Range in cytosol 20 - 40nM: in nucleus & mitochondria <2.5nM: total ferrous heme in mitochondria ~30µM
Organism Budding yeast Saccharomyces cerevisiae
Reference Hanna DA et al., Heme dynamics and trafficking factors revealed by genetically encoded fluorescent heme sensors. Proc Natl Acad Sci U S A. 2016 Jul 5 113(27):7539-44. doi: 10.1073/pnas.1523802113 abstract & p.7539 left column bottom paragraph & p.7543 left column 4th paragraph & bottom paragraphPubMed ID27247412
Primary Source [28] Garber Morales J, et al. (2010) Biophysical characterization of iron in mitochondria isolated from respiring and fermenting yeast. Biochemistry 49(26):5436–5444 doi: 10.1021/bi100558zPubMed ID20536189
Method Abstract: "Herein, [investigators] elucidate the nature and dynamics of LH (labile heme) using genetically encoded ratiometric fluorescent heme sensors in the unicellular eukaryote Saccharomyces cerevisiae."

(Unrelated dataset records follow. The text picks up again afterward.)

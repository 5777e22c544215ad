//! CLI error types with miette diagnostics.
//!
//! Maps core and config errors into user-facing errors with actionable help.

use miette::Diagnostic;
use thiserror::Error;

use scarelink_config::ConfigError;
use scarelink_core::{CommandError, CoreError};

/// Process exit codes.
pub mod exit_code {
    pub const GENERAL: i32 = 1;
    pub const USAGE: i32 = 2;
    pub const AUTH: i32 = 3;
    pub const NOT_FOUND: i32 = 4;
    pub const REJECTED: i32 = 6;
    pub const CONNECTION: i32 = 7;
    pub const TIMEOUT: i32 = 8;
}

#[derive(Debug, Error, Diagnostic)]
pub enum CliError {
    // ── Connection ───────────────────────────────────────────────────

    #[error("Device not reachable at {target}")]
    #[diagnostic(
        code(scarelink::unreachable),
        help(
            "Check that you are on the device's network and the host is right.\n\
             Find devices with: scarelink scan"
        )
    )]
    Unreachable { target: String },

    #[error("No channel to the device")]
    #[diagnostic(
        code(scarelink::no_channel),
        help(
            "The device did not answer locally and no cloud relay is available.\n\
             Configure one with: scarelink config set cloud_url <URL>"
        )
    )]
    NoChannel,

    #[error("Could not connect to {target}")]
    #[diagnostic(code(scarelink::connection_failed))]
    ConnectionFailed {
        target: String,
        #[source]
        source: Box<dyn std::error::Error + Send + Sync>,
    },

    // ── Authentication ───────────────────────────────────────────────

    #[error("Cloud relay rejected the credentials")]
    #[diagnostic(
        code(scarelink::auth_failed),
        help("Store a fresh token with: scarelink config set-token --profile {profile}")
    )]
    AuthFailed { profile: String },

    // ── Commands ─────────────────────────────────────────────────────

    #[error("Command rejected: {0}")]
    #[diagnostic(code(scarelink::command_rejected))]
    CommandRejected(#[from] CommandError),

    // ── Validation ───────────────────────────────────────────────────

    #[error("Invalid value for {field}: {reason}")]
    #[diagnostic(code(scarelink::validation))]
    Validation { field: String, reason: String },

    // ── Configuration ────────────────────────────────────────────────

    #[error("Profile '{name}' not found in configuration")]
    #[diagnostic(
        code(scarelink::profile_not_found),
        help(
            "Available profiles: {available}\n\
             Create one with: scarelink config init"
        )
    )]
    ProfileNotFound { name: String, available: String },

    #[error(transparent)]
    #[diagnostic(code(scarelink::config))]
    Config(ConfigError),

    // ── Timeout ──────────────────────────────────────────────────────

    #[error("Timed out after {millis}ms")]
    #[diagnostic(
        code(scarelink::timeout),
        help("Increase the probe timeout with --timeout.")
    )]
    Timeout { millis: u64 },

    // ── IO / Serialization ────────────────────────────────────────────

    #[error(transparent)]
    Io(#[from] std::io::Error),

    #[error("Internal error: {0}")]
    Internal(String),
}

impl CliError {
    /// Map this error to an exit code for process termination.
    pub fn exit_code(&self) -> i32 {
        match self {
            Self::Unreachable { .. } | Self::NoChannel | Self::ConnectionFailed { .. } => {
                exit_code::CONNECTION
            }
            Self::AuthFailed { .. } => exit_code::AUTH,
            Self::ProfileNotFound { .. } => exit_code::NOT_FOUND,
            Self::CommandRejected(CommandError::UnknownCommand { .. }) | Self::Validation { .. } => {
                exit_code::USAGE
            }
            Self::CommandRejected(CommandError::NotConnected) => exit_code::CONNECTION,
            Self::CommandRejected(_) => exit_code::REJECTED,
            Self::Timeout { .. } => exit_code::TIMEOUT,
            _ => exit_code::GENERAL,
        }
    }
}

// ── ConfigError → CliError mapping ───────────────────────────────────

impl From<ConfigError> for CliError {
    fn from(err: ConfigError) -> Self {
        match err {
            ConfigError::UnknownProfile { name } => {
                let cfg = scarelink_config::load_config_or_default();
                let mut names: Vec<_> = cfg.profiles.into_keys().collect();
                names.sort();
                CliError::ProfileNotFound {
                    name,
                    available: if names.is_empty() {
                        "(none)".into()
                    } else {
                        names.join(", ")
                    },
                }
            }
            ConfigError::Validation { field, reason } => CliError::Validation { field, reason },
            other => CliError::Config(other),
        }
    }
}

// ── CoreError → CliError mapping ─────────────────────────────────────

impl From<CoreError> for CliError {
    fn from(err: CoreError) -> Self {
        match err {
            CoreError::ConnectionFailed { target, reason } => CliError::ConnectionFailed {
                target,
                source: reason.into(),
            },
            CoreError::Unauthorized => CliError::AuthFailed {
                profile: "current".into(),
            },
            CoreError::Timeout { timeout_ms } => CliError::Timeout { millis: timeout_ms },
            CoreError::NotConnected => CliError::NoChannel,
            CoreError::Config { message } => CliError::Validation {
                field: "config".into(),
                reason: message,
            },
            CoreError::InvalidTelemetry(e) => CliError::Internal(e.to_string()),
            CoreError::Protocol { message } | CoreError::Internal(message) => {
                CliError::Internal(message)
            }
        }
    }
}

Comments Abstract: "[Investigators] find that the subcellular distribution of LH (labile heme) is heterogeneous, the cytosol maintains LH at ∼20-40 nM, whereas the mitochondria and nucleus maintain it at concentrations below 2.5 nM." P.7539 left column bottom paragraph: "Herein, [investigators] report genetically encoded ratiometric fluorescent heme sensors and deploy them in the unicellular eukaryote Saccharomyces cerevisiae (Baker’s yeast) to elucidate the nature and dynamics of LH. [They] find that LH is buffered at a concentration of 20–40 nM in the cytosol and less than 2.5 nM in the nucleus and mitochondria." P.7543 left column bottom paragraph: "The mitochondria, which have a very high demand for heme and are the site of heme biosynthesis, have exceptionally low quantities of LH, less than 2.5 nM or fewer than one molecule. By comparison, total ferrous heme in the yeast mitochondria has been estimated to be ∼30 μM, or ∼9,000 molecules (primary source). Taken together, this low amount of mitochondrial LH suggests that mitochondrial heme is tightly regulated and trafficked in a manner that limits its availability. This observation is consistent with the identification of mitochondrial heme metabolism complexes that traffic heme via transient protein–protein interactions, thereby circumventing the LH pool (ref 35)."